3. The valve apparatus according to claim 2, characterized in that a clearance is configured between the first seat portion and the second seat portion at an outer side of the contact portion in a radial direction of the fuel injector.

4. The valve device according to claim 2 or 3, characterized in that the first abutment is configured as a truncated cone surface having a radius that gradually increases toward a nozzle of the fuel injector in an axial direction of the fuel injector, and the second abutment is also configured as a truncated cone surface having a radius that gradually increases toward the nozzle in the axial direction of the fuel injector.

5. Valve device according to claim 4, characterized in that an arc-shaped projection is formed on the first abutment and/or the second abutment.

6. The valve arrangement according to claim 5, wherein the protrusion of the first abutment abuts the second abutment or the protrusion of the second abutment abuts the first abutment.

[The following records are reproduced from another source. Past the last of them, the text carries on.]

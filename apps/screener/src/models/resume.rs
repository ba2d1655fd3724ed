use std::collections::BTreeSet;

use chrono::{DateTime, Utc};
use serde::{Deserialize, Serialize};
use uuid::Uuid;

// ────────────────────────────────────────────────────────────────────────────
// Status lifecycle
// ────────────────────────────────────────────────────────────────────────────

/// Lifecycle of one pipeline invocation.
#[derive(Debug, Clone, Copy, Default, PartialEq, Eq, Serialize, Deserialize)]
#[serde(rename_all = "snake_case")]
pub enum ProcessingStatus {
    #[default]
    Pending,
    Processing,
    Processed,
    Error,
}

impl ProcessingStatus {
    pub fn is_terminal(self) -> bool {
        matches!(self, ProcessingStatus::Processed | ProcessingStatus::Error)
    }

    /// `Pending → Error` covers requests rejected before work starts.
    pub fn can_transition_to(self, next: ProcessingStatus) -> bool {
        use ProcessingStatus::*;
        matches!(
            (self, next),
            (Pending, Processing) | (Pending, Error) | (Processing, Processed) | (Processing, Error)
        )
    }

    pub fn as_str(self) -> &'static str {
        match self {
            ProcessingStatus::Pending => "pending",
            ProcessingStatus::Processing => "processing",
            ProcessingStatus::Processed => "processed",
            ProcessingStatus::Error => "error",
        }
    }

    /// Display label used by the export ("Processed", "Error", ...).
    pub fn label(self) -> &'static str {
        match self {
            ProcessingStatus::Pending => "Pending",
            ProcessingStatus::Processing => "Processing",
            ProcessingStatus::Processed => "Processed",
            ProcessingStatus::Error => "Error",
        }
    }
}

// ────────────────────────────────────────────────────────────────────────────
// Partial results produced by the field extractors
// ────────────────────────────────────────────────────────────────────────────

#[derive(Debug, Clone, Default, PartialEq, Serialize, Deserialize)]
pub struct ContactInfo {
    #[serde(skip_serializing_if = "Option::is_none")]
    pub email: Option<String>,
    #[serde(skip_serializing_if = "Option::is_none")]
    pub phone: Option<String>,
}

/// Best-effort view of a single role. Title and dates may come from unrelated
/// parts of the document.
#[derive(Debug, Clone, Default, PartialEq, Serialize, Deserialize)]
pub struct ExperienceSummary {
    #[serde(skip_serializing_if = "Option::is_none")]
    pub most_recent_title: Option<String>,
    #[serde(skip_serializing_if = "Option::is_none")]
    pub start_date: Option<String>,
    #[serde(skip_serializing_if = "Option::is_none")]
    pub end_date: Option<String>,
}

impl ExperienceSummary {
    pub fn is_empty(&self) -> bool {
        self.most_recent_title.is_none() && self.start_date.is_none() && self.end_date.is_none()
    }
}

#[derive(Debug, Clone, Default, PartialEq, Serialize, Deserialize)]
pub struct EducationSummary {
    #[serde(skip_serializing_if = "BTreeSet::is_empty", default)]
    pub degrees: BTreeSet<String>,
    #[serde(skip_serializing_if = "BTreeSet::is_empty", default)]
    pub schools: BTreeSet<String>,
}

impl EducationSummary {
    pub fn is_empty(&self) -> bool {
        self.degrees.is_empty() && self.schools.is_empty()
    }
}

// ────────────────────────────────────────────────────────────────────────────
// Diagnostics
// ────────────────────────────────────────────────────────────────────────────

#[derive(Debug, Clone, Copy, PartialEq, Eq, Serialize, Deserialize)]
#[serde(rename_all = "snake_case")]
pub enum DiagnosticKind {
    DecodeError,
    ExtractionDegradation,
    ScoringDegradation,
    UnsupportedFormat,
    Timeout,
}

/// A condition the pipeline absorbed (or, for fatal kinds, stopped on).
#[derive(Debug, Clone, PartialEq, Serialize, Deserialize)]
pub struct Diagnostic {
    pub kind: DiagnosticKind,
    pub component: String,
    pub message: String,
}

impl Diagnostic {
    pub fn new(kind: DiagnosticKind, component: &str, message: impl Into<String>) -> Self {
        Self {
            kind,
            component: component.to_string(),
            message: message.into(),
        }
    }
}

// ────────────────────────────────────────────────────────────────────────────
// Output record
// ────────────────────────────────────────────────────────────────────────────

/// Output of one pipeline invocation, handed back fully materialized.
#[derive(Debug, Clone, Default, PartialEq, Serialize, Deserialize)]
pub struct ExtractionResult {
    pub raw_text: String,
    pub contact: ContactInfo,
    pub skills: BTreeSet<String>,
    pub experience: ExperienceSummary,
    pub education: EducationSummary,
    /// 0 – 100, two decimals
    pub score: f64,
    pub matched_keywords: BTreeSet<String>,
    pub missing_keywords: BTreeSet<String>,
    pub status: ProcessingStatus,
    /// "tfidf" when scoring ran, for transparency
    pub scorer_backend: Option<String>,
    pub diagnostics: Vec<Diagnostic>,
}

impl ExtractionResult {
    pub fn pending() -> Self {
        Self::default()
    }

    /// Moves to `next` if the lifecycle allows it. Returns whether it moved.
    pub fn transition(&mut self, next: ProcessingStatus) -> bool {
        if self.status.can_transition_to(next) {
            self.status = next;
            true
        } else {
            false
        }
    }

    /// Terminal `error` record: every extracted field is cleared, diagnostics kept.
    pub fn into_error(self, diagnostic: Diagnostic) -> Self {
        let mut diagnostics = self.diagnostics;
        diagnostics.push(diagnostic);
        Self {
            status: ProcessingStatus::Error,
            diagnostics,
            ..Self::default()
        }
    }

    pub fn has_structured_fields(&self) -> bool {
        self.contact != ContactInfo::default()
            || !self.skills.is_empty()
            || !self.experience.is_empty()
            || !self.education.is_empty()
            || !self.matched_keywords.is_empty()
            || !self.missing_keywords.is_empty()
            || self.score != 0.0
    }
}

/// A screened résumé together with the metadata the upload collaborator owns.
#[derive(Debug, Clone, Serialize, Deserialize)]
pub struct ResumeRecord {
    pub id: Uuid,
    pub name: Option<String>,
    pub original_filename: String,
    pub uploaded_at: DateTime<Utc>,
    pub job_id: Option<Uuid>,
    pub result: ExtractionResult,
}

/// Guesses a display name from an upload filename: the first `_`-separated
/// part of the stem, each word capitalized ("jane doe_cv.pdf" → "Jane Doe").
pub fn derive_candidate_name(filename: &str) -> Option<String> {
    let stem = std::path::Path::new(filename)
        .file_stem()
        .and_then(|s| s.to_str())?;
    let first = stem.split('_').next()?;
    let words: Vec<String> = first.split_whitespace().map(capitalize).collect();
    if words.is_empty() {
        None
    } else {
        Some(words.join(" "))
    }
}

fn capitalize(word: &str) -> String {
    let mut chars = word.chars();
    match chars.next() {
        Some(c) => c.to_uppercase().chain(chars.flat_map(char::to_lowercase)).collect(),
        None => String::new(),
    }
}

#[cfg(test)]
mod tests {
    use super::*;

    #[test]
    fn test_status_lifecycle_transitions() {
        use ProcessingStatus::*;
        assert!(Pending.can_transition_to(Processing));
        assert!(Processing.can_transition_to(Processed));
        assert!(Processing.can_transition_to(Error));
        assert!(Pending.can_transition_to(Error));
        assert!(!Processed.can_transition_to(Processing));
        assert!(!Error.can_transition_to(Processed));
        assert!(!Pending.can_transition_to(Processed));
    }

    #[test]
    fn test_terminal_states() {
        assert!(ProcessingStatus::Processed.is_terminal());
        assert!(ProcessingStatus::Error.is_terminal());
        assert!(!ProcessingStatus::Processing.is_terminal());
    }

    #[test]
    fn test_transition_refuses_leaving_terminal_state() {
        let mut result = ExtractionResult::pending();
        assert!(result.transition(ProcessingStatus::Processing));
        assert!(result.transition(ProcessingStatus::Processed));
        assert!(!result.transition(ProcessingStatus::Error));
        assert_eq!(result.status, ProcessingStatus::Processed);
    }

    #[test]
    fn test_into_error_clears_fields_and_keeps_diagnostics() {
        let mut result = ExtractionResult::pending();
        result.raw_text = "python".to_string();
        result.skills.insert("python".to_string());
        result.score = 42.0;

        let result = result.into_error(Diagnostic::new(
            DiagnosticKind::Timeout,
            "pipeline",
            "took too long",
        ));
        assert_eq!(result.status, ProcessingStatus::Error);
        assert!(!result.has_structured_fields());
        assert!(result.raw_text.is_empty());
        assert_eq!(result.diagnostics.len(), 1);
    }

    #[test]
    fn test_status_serializes_snake_case() {
        let json = serde_json::to_string(&ProcessingStatus::Processed).unwrap();
        assert_eq!(json, r#""processed""#);
    }

    #[test]
    fn test_experience_summary_skips_missing_fields() {
        let exp = ExperienceSummary {
            most_recent_title: Some("Data Engineer".to_string()),
            ..Default::default()
        };
        let json = serde_json::to_string(&exp).unwrap();
        assert_eq!(json, r#"{"most_recent_title":"Data Engineer"}"#);
    }

    #[test]
    fn test_derive_candidate_name_from_filename() {
        assert_eq!(
            derive_candidate_name("jane doe_resume_2024.pdf").as_deref(),
            Some("Jane Doe")
        );
        assert_eq!(derive_candidate_name("JOHN.docx").as_deref(), Some("John"));
        assert_eq!(derive_candidate_name("_cv.pdf"), None);
    }
}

7. The valve arrangement as claimed in claim 3, characterized in that the first abutment is configured as a torus perpendicular to the axis of the fuel injector, and the second abutment is also configured as a torus perpendicular to the axis of the fuel injector.

8. The valve apparatus according to claim 3, wherein the gap is configured in an annular shape and is formed by a recess provided at a portion of the first valve seat portion and/or the second valve seat portion that is outside in a radial direction of the fuel injector.

9. A valve device as claimed in claim 1, characterized in that a recess which opens away from the shoulder is constructed in the valve seat, the valve device further comprising a valve stem which is accommodated with one end in the recess, a valve sleeve which is fitted over the valve stem and a fastening element which bears against the valve sleeve, the valve sleeve being arranged between the fastening element and the valve seat and the fastening element exerting a pressure on the valve seat via the valve sleeve.

10. A fuel injector for an engine, characterized in that the fuel injector comprises a housing on which a shoulder is formed and a valve device according to one of claims 1 to 9, which valve device is supported on the shoulder by means of the valve seat.